Supplied data:
- - -
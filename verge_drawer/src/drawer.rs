// Copyright 2026 the Verge Authors
// SPDX-License-Identifier: Apache-2.0 OR MIT

//! The drawer controller: owns the configuration and interaction state and
//! runs the reconciliation pass.

use verge_layout::{LayoutRegistry, PanelId};

use crate::config::DrawerConfig;
use crate::dimensions;
use crate::hover::HoverState;
use crate::placement::Placement;
use crate::render::{self, ClassList, DrawerStyle, Translate};

/// The output of one reconciliation pass.
///
/// Everything a host needs to render the drawer's root element and position
/// it relative to the other panels on its edge.
#[derive(Clone, Debug, PartialEq)]
pub struct DrawerFrame {
    /// Modifier class set for the root element.
    pub classes: ClassList,
    /// Width and translate for the root element. The width here is the
    /// hover-aware visible width.
    pub style: DrawerStyle,
    /// The resolved effective size (rail width in rail mode, declared width
    /// otherwise), independent of hover.
    pub effective_size: f64,
    /// The size submitted to the layout registry this pass: the effective
    /// size while reserving, otherwise `0.0`.
    pub reserved: f64,
    /// Leading offset returned by the registry; the accumulated size of
    /// higher-precedence panels on the same edge.
    pub offset: f64,
    /// The resolved placement outputs.
    pub placement: Placement,
}

/// A collapsible side-panel and its reactive state.
///
/// A `Drawer` owns its [`DrawerConfig`], its hover tracker, and the
/// [`PanelId`] of its single entry in the shared [`LayoutRegistry`]. State
/// changes go through the setters (or [`Drawer::edit`]) so the drawer can
/// track its revision; [`Drawer::frame`] then recomputes the geometry in
/// dependency order and re-registers the reservation.
///
/// # Example
///
/// ```rust
/// use verge_drawer::{Drawer, DrawerConfig};
/// use verge_layout::{Edge, LayoutRegistry, PanelId};
///
/// let mut layout = LayoutRegistry::new();
/// let mut drawer = Drawer::new(PanelId::new(0), DrawerConfig::default());
///
/// let frame = drawer.frame(&mut layout);
/// // Desktop default: open, docked, reserving its declared width.
/// assert_eq!(drawer.is_open(), Some(true));
/// assert_eq!(frame.reserved, 256.0);
/// assert_eq!(layout.reserved_on(Edge::Left), 256.0);
///
/// drawer.set_open(false);
/// let frame = drawer.frame(&mut layout);
/// assert_eq!(frame.reserved, 0.0);
/// assert_eq!(frame.style.translate.to_string(), "translateX(-100%)");
///
/// drawer.detach(&mut layout);
/// assert!(layout.is_empty());
/// ```
#[derive(Debug)]
pub struct Drawer {
    id: PanelId,
    config: DrawerConfig,
    hover: HoverState,
    revision: u64,
}

impl Drawer {
    /// Creates a drawer that will claim the given registry entry.
    #[must_use]
    pub fn new(id: PanelId, config: DrawerConfig) -> Self {
        Self {
            id,
            config,
            hover: HoverState::default(),
            revision: 0,
        }
    }

    /// Returns the drawer's registry id.
    #[must_use]
    #[inline]
    pub fn id(&self) -> PanelId {
        self.id
    }

    /// Returns the current configuration.
    #[must_use]
    #[inline]
    pub fn config(&self) -> &DrawerConfig {
        &self.config
    }

    /// Returns the revision counter.
    ///
    /// Bumped once per observable state change; unchanged by no-op setters
    /// and by [`Drawer::frame`] itself (except for the one-time open seed).
    /// Hosts can compare revisions to skip redundant re-renders.
    #[must_use]
    #[inline]
    pub fn revision(&self) -> u64 {
        self.revision
    }

    /// Returns the open flag; `None` until seeded or explicitly set.
    #[must_use]
    #[inline]
    pub fn is_open(&self) -> Option<bool> {
        self.config.open
    }

    /// Returns `true` while the pointer is over the drawer.
    #[must_use]
    #[inline]
    pub fn is_hovering(&self) -> bool {
        self.hover.is_hovering()
    }

    /// Sets the open flag.
    ///
    /// Returns `true` if this changed the state.
    pub fn set_open(&mut self, open: bool) -> bool {
        if self.config.open == Some(open) {
            return false;
        }
        self.config.open = Some(open);
        self.revision += 1;
        true
    }

    /// Flips the open flag, seeding it first if it was never set.
    ///
    /// Returns the new value.
    pub fn toggle(&mut self) -> bool {
        let open = !self.config.open.unwrap_or(!self.config.mobile);
        self.set_open(open);
        open
    }

    /// Edits the configuration in place.
    ///
    /// The revision is bumped only if the closure actually changed
    /// something. Returns `true` on change.
    pub fn edit(&mut self, f: impl FnOnce(&mut DrawerConfig)) -> bool {
        let before = self.config.clone();
        f(&mut self.config);
        let changed = self.config != before;
        if changed {
            self.revision += 1;
        }
        changed
    }

    /// Records the pointer entering the drawer's root element.
    ///
    /// Returns `true` if this changed the state.
    pub fn pointer_enter(&mut self) -> bool {
        let changed = self.hover.pointer_enter();
        if changed {
            self.revision += 1;
        }
        changed
    }

    /// Records the pointer leaving the drawer's root element.
    ///
    /// Returns `true` if this changed the state.
    pub fn pointer_leave(&mut self) -> bool {
        let changed = self.hover.pointer_leave();
        if changed {
            self.revision += 1;
        }
        changed
    }

    /// Runs one reconciliation pass and re-registers the reservation.
    ///
    /// The pass is ordered size → reservation → offset: dimensions are
    /// resolved first, the placement state machine decides whether the
    /// effective size is reserved, the registry is updated with the result,
    /// and the returned offset feeds the frame. Submitting the same state
    /// twice is idempotent against the registry.
    ///
    /// The first pass seeds an unset open flag to `!mobile`; this happens
    /// exactly once per drawer, before any geometry is derived.
    pub fn frame(&mut self, layout: &mut LayoutRegistry) -> DrawerFrame {
        if self.config.open.is_none() {
            self.config.open = Some(!self.config.mobile);
            self.revision += 1;
        }
        let open = self.config.open == Some(true);

        let effective =
            dimensions::effective_size(self.config.rail, self.config.width, self.config.rail_width);
        let visible = dimensions::visible_width(
            effective,
            self.config.rail,
            self.config.expand_on_hover,
            self.hover.is_hovering(),
            self.config.width,
        );

        let placement = Placement::resolve(
            open,
            self.config.permanent,
            self.config.stateless,
            self.config.temporary,
            self.config.dock,
        );

        let reserved = if placement.reserves_space { effective } else { 0.0 };
        let offset = layout.register(self.id, placement.layout_edge, self.config.priority, reserved);

        DrawerFrame {
            classes: render::classes(&self.config, self.hover.is_hovering()),
            style: DrawerStyle {
                width: visible,
                translate: Translate {
                    percent: placement.translate,
                    axis: placement.axis,
                },
            },
            effective_size: effective,
            reserved,
            offset,
            placement,
        }
    }

    /// Releases the drawer's registry entry on teardown.
    ///
    /// Returns whether an entry existed. The drawer itself stays usable; the
    /// next [`Drawer::frame`] re-registers.
    pub fn detach(&mut self, layout: &mut LayoutRegistry) -> bool {
        layout.unregister(self.id)
    }
}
- - -
Exercise:
Set down, from the entries above, exactly the lines from the one with "here is the" up to and including the one with "pass: the effective", and no other lines.

Task answer:
    /// Width and translate for the root element. The width here is the
    /// hover-aware visible width.
    pub style: DrawerStyle,
    /// The resolved effective size (rail width in rail mode, declared width
    /// otherwise), independent of hover.
    pub effective_size: f64,
    /// The size submitted to the layout registry this pass: the effective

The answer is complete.